The opinion of the court was delivered by: WOOD
This petition for a writ of habeas corpus presents a single, clear-cut question of constitutional law: Does prior Pennsylvania practice, which permitted the jury in a murder case to consider evidence of the defendant's past criminal convictions under instructions by the Court that such evidence was to be used only in recommending mercy or death, violate the Due Process Clause of the Fourteenth Amendment?
The history of this case is set forth in the petitioner's brief as follows:
Rucker was convicted of first-degree murder and sentenced to death.
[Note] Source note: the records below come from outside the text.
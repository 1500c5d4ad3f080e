//! Credential records and the projections handed to callers.
//!
//! `CredentialEntry` is the authoritative in-memory record and carries the
//! raw secret.  `MaskedView` is what every read path returns: the same
//! metadata with the secret replaced by its mask.  `EntryFields` is the
//! request shape for `add` and `update`.

use std::fmt;

use chrono::{DateTime, Utc};
use serde::{Deserialize, Serialize};
use url::Url;
use zeroize::Zeroizing;

use super::mask;
use crate::errors::{KeycraftError, Result};

/// One stored API key with its metadata.
#[derive(Clone, PartialEq, Eq)]
pub struct CredentialEntry {
    pub id: String,
    pub name: String,
    pub vendor: String,
    secret_value: Zeroizing<String>,
    pub base_url: Option<String>,
    pub doc_url: Option<String>,
    pub code_snippets: Option<String>,
    pub tags: Option<String>,
    pub notes: Option<String>,
    pub created_at: DateTime<Utc>,
    pub updated_at: DateTime<Utc>,
}

impl CredentialEntry {
    /// Build a fresh entry from validated fields.
    pub(crate) fn create(id: String, fields: EntryFields, now: DateTime<Utc>) -> Self {
        let mut entry = Self {
            id,
            name: String::new(),
            vendor: String::new(),
            secret_value: Zeroizing::new(String::new()),
            base_url: None,
            doc_url: None,
            code_snippets: None,
            tags: None,
            notes: None,
            created_at: now,
            updated_at: now,
        };
        entry.apply(fields, now);
        entry
    }

    /// Rebuild an entry from its persisted parts.
    #[allow(clippy::too_many_arguments)]
    pub(crate) fn from_parts(
        id: String,
        name: String,
        vendor: String,
        secret_value: Zeroizing<String>,
        base_url: Option<String>,
        doc_url: Option<String>,
        code_snippets: Option<String>,
        tags: Option<String>,
        notes: Option<String>,
        created_at: DateTime<Utc>,
        updated_at: DateTime<Utc>,
    ) -> Self {
        Self {
            id,
            name,
            vendor,
            secret_value,
            base_url,
            doc_url,
            code_snippets,
            tags,
            notes,
            created_at,
            updated_at,
        }
    }

    /// Overwrite every mutable field. `id` and `created_at` are untouched.
    pub(crate) fn apply(&mut self, fields: EntryFields, now: DateTime<Utc>) {
        self.name = fields.name;
        self.vendor = fields.vendor;
        self.secret_value = fields.secret_value;
        self.base_url = fields.base_url;
        self.doc_url = fields.doc_url;
        self.code_snippets = fields.code_snippets;
        self.tags = fields.tags;
        self.notes = fields.notes;
        self.updated_at = now;
    }

    /// The raw secret. Only the persistence log and `reveal` read this.
    pub(crate) fn secret_value(&self) -> &str {
        &self.secret_value
    }

    /// Project this entry for display.
    pub fn masked(&self) -> MaskedView {
        MaskedView {
            id: self.id.clone(),
            name: self.name.clone(),
            vendor: self.vendor.clone(),
            masked_value: mask::mask(&self.secret_value),
            base_url: self.base_url.clone(),
            doc_url: self.doc_url.clone(),
            code_snippets: self.code_snippets.clone(),
            tags: self.tags.clone(),
            notes: self.notes.clone(),
            created_at: self.created_at,
            updated_at: self.updated_at,
        }
    }
}

impl fmt::Debug for CredentialEntry {
    fn fmt(&self, f: &mut fmt::Formatter<'_>) -> fmt::Result {
        f.debug_struct("CredentialEntry")
            .field("id", &self.id)
            .field("name", &self.name)
            .field("vendor", &self.vendor)
            .field("secret_value", &"[REDACTED]")
            .field("created_at", &self.created_at)
            .field("updated_at", &self.updated_at)
            .finish_non_exhaustive()
    }
}

/// Redacted projection of an entry, safe to render.
#[derive(Debug, Clone, PartialEq, Eq, Serialize, Deserialize)]
pub struct MaskedView {
    pub id: String,
    pub name: String,
    pub vendor: String,
    pub masked_value: String,
    pub base_url: Option<String>,
    pub doc_url: Option<String>,
    pub code_snippets: Option<String>,
    pub tags: Option<String>,
    pub notes: Option<String>,
    pub created_at: DateTime<Utc>,
    pub updated_at: DateTime<Utc>,
}

/// Caller-supplied fields for `add` and `update`.
///
/// Missing fields deserialize as empty so that validation, not the
/// decoder, names the offending field.
#[derive(Clone, Default, Deserialize)]
#[serde(default)]
pub struct EntryFields {
    pub name: String,
    pub vendor: String,
    pub secret_value: Zeroizing<String>,
    pub base_url: Option<String>,
    pub doc_url: Option<String>,
    pub code_snippets: Option<String>,
    pub tags: Option<String>,
    pub notes: Option<String>,
}

impl fmt::Debug for EntryFields {
    fn fmt(&self, f: &mut fmt::Formatter<'_>) -> fmt::Result {
        f.debug_struct("EntryFields")
            .field("name", &self.name)
            .field("vendor", &self.vendor)
            .field("secret_value", &"[REDACTED]")
            .field("base_url", &self.base_url)
            .field("doc_url", &self.doc_url)
            .finish_non_exhaustive()
    }
}

impl EntryFields {
    /// Required fields only; optional ones can be set directly afterwards.
    pub fn new(name: &str, vendor: &str, secret_value: &str) -> Self {
        Self {
            name: name.to_string(),
            vendor: vendor.to_string(),
            secret_value: Zeroizing::new(secret_value.to_string()),
            ..Self::default()
        }
    }

    /// Check and normalize the fields.
    ///
    /// Checks run in the order name, vendor, secret_value, base_url,
    /// doc_url; the first failure is reported.  On success display strings
    /// are trimmed, tags are normalized and blank optionals become `None`.
    /// The secret itself is stored exactly as given.
    pub fn validate(self) -> Result<Self> {
        let name = required(self.name, "name")?;
        let vendor = required(self.vendor, "vendor")?;
        if !mask::looks_like_secret(&self.secret_value) {
            return Err(KeycraftError::invalid("secret_value"));
        }
        let base_url = url_field(self.base_url, "base_url")?;
        let doc_url = url_field(self.doc_url, "doc_url")?;

        Ok(Self {
            name,
            vendor,
            secret_value: self.secret_value,
            base_url,
            doc_url,
            code_snippets: non_blank(self.code_snippets),
            tags: normalize_tags(self.tags),
            notes: non_blank(self.notes),
        })
    }
}

fn required(value: String, field: &'static str) -> Result<String> {
    let trimmed = value.trim();
    if trimmed.is_empty() {
        return Err(KeycraftError::invalid(field));
    }
    Ok(trimmed.to_string())
}

fn non_blank(value: Option<String>) -> Option<String> {
    value.filter(|v| !v.trim().is_empty())
}

/// Only absolute `http`/`https` URLs with a host are accepted.
fn url_field(value: Option<String>, field: &'static str) -> Result<Option<String>> {
    let Some(raw) = value else {
        return Ok(None);
    };
    let trimmed = raw.trim();
    if trimmed.is_empty() {
        return Ok(None);
    }
    match Url::parse(trimmed) {
        Ok(url) if matches!(url.scheme(), "http" | "https") && url.has_host() => {
            Ok(Some(trimmed.to_string()))
        }
        _ => Err(KeycraftError::invalid(field)),
    }
}

/// "  openai, prod ,,llm " -> "openai, prod, llm"
fn normalize_tags(tags: Option<String>) -> Option<String> {
    let joined = tags?
        .split(',')
        .map(str::trim)
        .filter(|t| !t.is_empty())
        .collect::<Vec<_>>()
        .join(", ");
    (!joined.is_empty()).then_some(joined)
}

#[cfg(test)]
mod tests {
    use super::*;

    fn field_of(err: KeycraftError) -> &'static str {
        match err {
            KeycraftError::Validation { field } => field,
            other => panic!("expected validation error, got {other:?}"),
        }
    }

    #[test]
    fn first_offending_field_is_reported() {
        let fields = EntryFields::new("", "", "");
        assert_eq!(field_of(fields.validate().unwrap_err()), "name");

        let fields = EntryFields::new("Prod", " ", "");
        assert_eq!(field_of(fields.validate().unwrap_err()), "vendor");

        let fields = EntryFields::new("Prod", "OpenAI", "   ");
        assert_eq!(field_of(fields.validate().unwrap_err()), "secret_value");
    }

    #[test]
    fn urls_are_checked_after_required_fields() {
        let mut fields = EntryFields::new("Prod", "OpenAI", "sk-1");
        fields.base_url = Some("not a url".into());
        fields.doc_url = Some("also bad".into());
        assert_eq!(field_of(fields.validate().unwrap_err()), "base_url");

        let mut fields = EntryFields::new("Prod", "OpenAI", "sk-1");
        fields.doc_url = Some("ftp://docs.example.com".into());
        assert_eq!(field_of(fields.validate().unwrap_err()), "doc_url");
    }

    #[test]
    fn valid_urls_pass() {
        let mut fields = EntryFields::new("Prod", "OpenAI", "sk-1");
        fields.base_url = Some(" https://api.openai.com/v1 ".into());
        fields.doc_url = Some("http://localhost:8080/docs".into());
        let ok = fields.validate().unwrap();
        assert_eq!(ok.base_url.as_deref(), Some("https://api.openai.com/v1"));
        assert_eq!(ok.doc_url.as_deref(), Some("http://localhost:8080/docs"));
    }

    #[test]
    fn normalizes_display_fields() {
        let mut fields = EntryFields::new("  Prod ", "OpenAI\n", " sk-1 ");
        fields.tags = Some("  openai, prod ,,llm ".into());
        fields.notes = Some("   ".into());
        fields.base_url = Some(String::new());
        let ok = fields.validate().unwrap();
        assert_eq!(ok.name, "Prod");
        assert_eq!(ok.vendor, "OpenAI");
        assert_eq!(ok.secret_value.as_str(), " sk-1 ");
        assert_eq!(ok.tags.as_deref(), Some("openai, prod, llm"));
        assert!(ok.notes.is_none());
        assert!(ok.base_url.is_none());
    }

    #[test]
    fn debug_output_never_shows_secret() {
        let fields = EntryFields::new("Prod", "OpenAI", "sk-very-secret-value");
        let entry = CredentialEntry::create("id-1".into(), fields.clone(), Utc::now());
        assert!(!format!("{fields:?}").contains("sk-very-secret-value"));
        assert!(!format!("{entry:?}").contains("sk-very-secret-value"));
    }

    #[test]
    fn masked_view_carries_metadata() {
        let mut fields = EntryFields::new("Prod", "OpenAI", "sk-ABCDEFGH1234");
        fields.notes = Some("billing account".into());
        let now = Utc::now();
        let view = CredentialEntry::create("id-1".into(), fields, now).masked();
        assert_eq!(view.masked_value, "sk-A...1234");
        assert_eq!(view.notes.as_deref(), Some("billing account"));
        assert_eq!(view.created_at, now);
        assert_eq!(view.updated_at, now);
    }
}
He moved for a new trial, charging that he was deprived of his liberty without due process of law in violation of the Fourteenth Amendment to the Constitution of the United States because evidence was introduced at the trial of his past criminal convictions and was received by the jury prior to its determination of his guilt. Objection was made to the introduction of this evidence. On appeal from the conviction, the Supreme Court of Pennsylvania affirmed. Commonwealth v. Rucker, 403 Pa. 262, 168 A.2d 732. A writ of certiorari to the United States Supreme Court was denied, 82 S. Ct. 91.
Rucker has filed the present petition for writ of habeas corpus alleging that the introduction into evidence of his past criminal record violated the Due Process Clause because the jury in fact does not, and is not really able to, segregate in their minds such evidence and apply it solely to the question of the penalty to be imposed.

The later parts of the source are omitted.